Task item:
The reply should consist of the full listing, written out exactly.
Start of The input
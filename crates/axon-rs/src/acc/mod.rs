//! The per-layer accelerator contract shared by every backend domain.

mod fallback;

pub use fallback::{FallbackLayerAcc, FALLBACK_PRIORITY};

use serde::{Deserialize, Serialize};
use thiserror::Error;

use crate::blob::{Blob, DataType};
use crate::convert::ConversionError;
use crate::device::{DeviceContext, DeviceKind};
use crate::layout::{DataFormat, LayoutError};

/// Computational layer types known to the runtime.
#[derive(Debug, Clone, Copy, PartialEq, Eq, Hash, Serialize, Deserialize)]
pub enum LayerKind {
    Convolution,
    Pooling,
    GlobalAvgPool,
    Relu,
    Sigmoid,
    Softmax,
    Scale,
}

/// Deserialized layer parameters, forwarded to accelerators untouched.
#[derive(Debug, Clone)]
pub struct LayerParam {
    pub kind: LayerKind,
    pub name: String,
}

impl LayerParam {
    pub fn new(kind: LayerKind, name: impl Into<String>) -> Self {
        LayerParam {
            kind,
            name: name.into(),
        }
    }
}

/// Trained weights attached to a layer, forwarded untouched.
#[derive(Debug, Clone, Default)]
pub struct LayerResource {
    pub weights: Vec<f32>,
    pub bias: Vec<f32>,
}

#[derive(Debug, Error)]
pub enum AccError {
    /// No fallback candidate offers an implementation for the layer type.
    #[error("no fallback backend implements layer {0:?}")]
    NoFallbackBackend(LayerKind),
    /// The supplied execution context is not of the accelerator-domain kind.
    #[error("expected an accelerator-domain context, found {found:?}")]
    ContextMismatch { found: DeviceKind },
    /// `reshape`/`forward` before a successful `init`.
    #[error("layer accelerator is not initialized")]
    NotInitialized,
    #[error(transparent)]
    Layout(#[from] LayoutError),
    #[error(transparent)]
    Conversion(#[from] ConversionError),
    /// Failure inside an accelerator's own kernel or contract checks.
    #[error("{0}")]
    Execution(String),
}

pub type AccResult<T> = Result<T, AccError>;

/// Per-backend, per-layer-type compute implementation.
///
/// Input/output blob lists are positional; implementations must preserve
/// index correspondence and must not retain references beyond a call.
pub trait LayerAcc: Send {
    /// One-time setup against an execution context and layer parameters.
    fn init(
        &mut self,
        context: &DeviceContext,
        param: &LayerParam,
        resource: Option<&LayerResource>,
        inputs: &[Blob],
        outputs: &mut [Blob],
    ) -> AccResult<()>;

    /// Re-derives output shapes after upstream dims changed. Called before
    /// every `forward` that follows a shape change.
    fn reshape(&mut self, inputs: &[Blob], outputs: &mut [Blob]) -> AccResult<()>;

    /// Executes the layer synchronously over the given blobs.
    fn forward(&mut self, inputs: &[Blob], outputs: &mut [Blob]) -> AccResult<()>;

    /// Layouts this accelerator accepts for blobs of the given scalar type
    /// and rank, in preference order. Defaults to canonical only.
    fn supported_data_formats(&self, data_type: DataType, rank: usize) -> Vec<DataFormat> {
        let _ = (data_type, rank);
        vec![DataFormat::Nchw]
    }
}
End of The input
The answer:
filename crates/axon-rs/src/acc/mod.rs
//! The per-layer accelerator contract shared by every backend domain.

mod fallback;

pub use fallback::{FallbackLayerAcc, FALLBACK_PRIORITY};

use serde::{Deserialize, Serialize};
use thiserror::Error;

use crate::blob::{Blob, DataType};
use crate::convert::ConversionError;
use crate::device::{DeviceContext, DeviceKind};
use crate::layout::{DataFormat, LayoutError};

/// Computational layer types known to the runtime.
#[derive(Debug, Clone, Copy, PartialEq, Eq, Hash, Serialize, Deserialize)]
pub enum LayerKind {
    Convolution,
    Pooling,
    GlobalAvgPool,
    Relu,
    Sigmoid,
    Softmax,
    Scale,
}

/// Deserialized layer parameters, forwarded to accelerators untouched.
#[derive(Debug, Clone)]
pub struct LayerParam {
    pub kind: LayerKind,
    pub name: String,
}

impl LayerParam {
    pub fn new(kind: LayerKind, name: impl Into<String>) -> Self {
        LayerParam {
            kind,
            name: name.into(),
        }
    }
}

/// Trained weights attached to a layer, forwarded untouched.
#[derive(Debug, Clone, Default)]
pub struct LayerResource {
    pub weights: Vec<f32>,
    pub bias: Vec<f32>,
}

#[derive(Debug, Error)]
pub enum AccError {
    /// No fallback candidate offers an implementation for the layer type.
    #[error("no fallback backend implements layer {0:?}")]
    NoFallbackBackend(LayerKind),
    /// The supplied execution context is not of the accelerator-domain kind.
    #[error("expected an accelerator-domain context, found {found:?}")]
    ContextMismatch { found: DeviceKind },
    /// `reshape`/`forward` before a successful `init`.
    #[error("layer accelerator is not initialized")]
    NotInitialized,
    #[error(transparent)]
    Layout(#[from] LayoutError),
    #[error(transparent)]
    Conversion(#[from] ConversionError),
    /// Failure inside an accelerator's own kernel or contract checks.
    #[error("{0}")]
    Execution(String),
}

pub type AccResult<T> = Result<T, AccError>;

/// Per-backend, per-layer-type compute implementation.
///
/// Input/output blob lists are positional; implementations must preserve
/// index correspondence and must not retain references beyond a call.
pub trait LayerAcc: Send {
    /// One-time setup against an execution context and layer parameters.
    fn init(
        &mut self,
        context: &DeviceContext,
        param: &LayerParam,
        resource: Option<&LayerResource>,
        inputs: &[Blob],
        outputs: &mut [Blob],
    ) -> AccResult<()>;

    /// Re-derives output shapes after upstream dims changed. Called before
    /// every `forward` that follows a shape change.
    fn reshape(&mut self, inputs: &[Blob], outputs: &mut [Blob]) -> AccResult<()>;

    /// Executes the layer synchronously over the given blobs.
    fn forward(&mut self, inputs: &[Blob], outputs: &mut [Blob]) -> AccResult<()>;

    /// Layouts this accelerator accepts for blobs of the given scalar type
    /// and rank, in preference order. Defaults to canonical only.
    fn supported_data_formats(&self, data_type: DataType, rank: usize) -> Vec<DataFormat> {
        let _ = (data_type, rank);
        vec![DataFormat::Nchw]
    }
}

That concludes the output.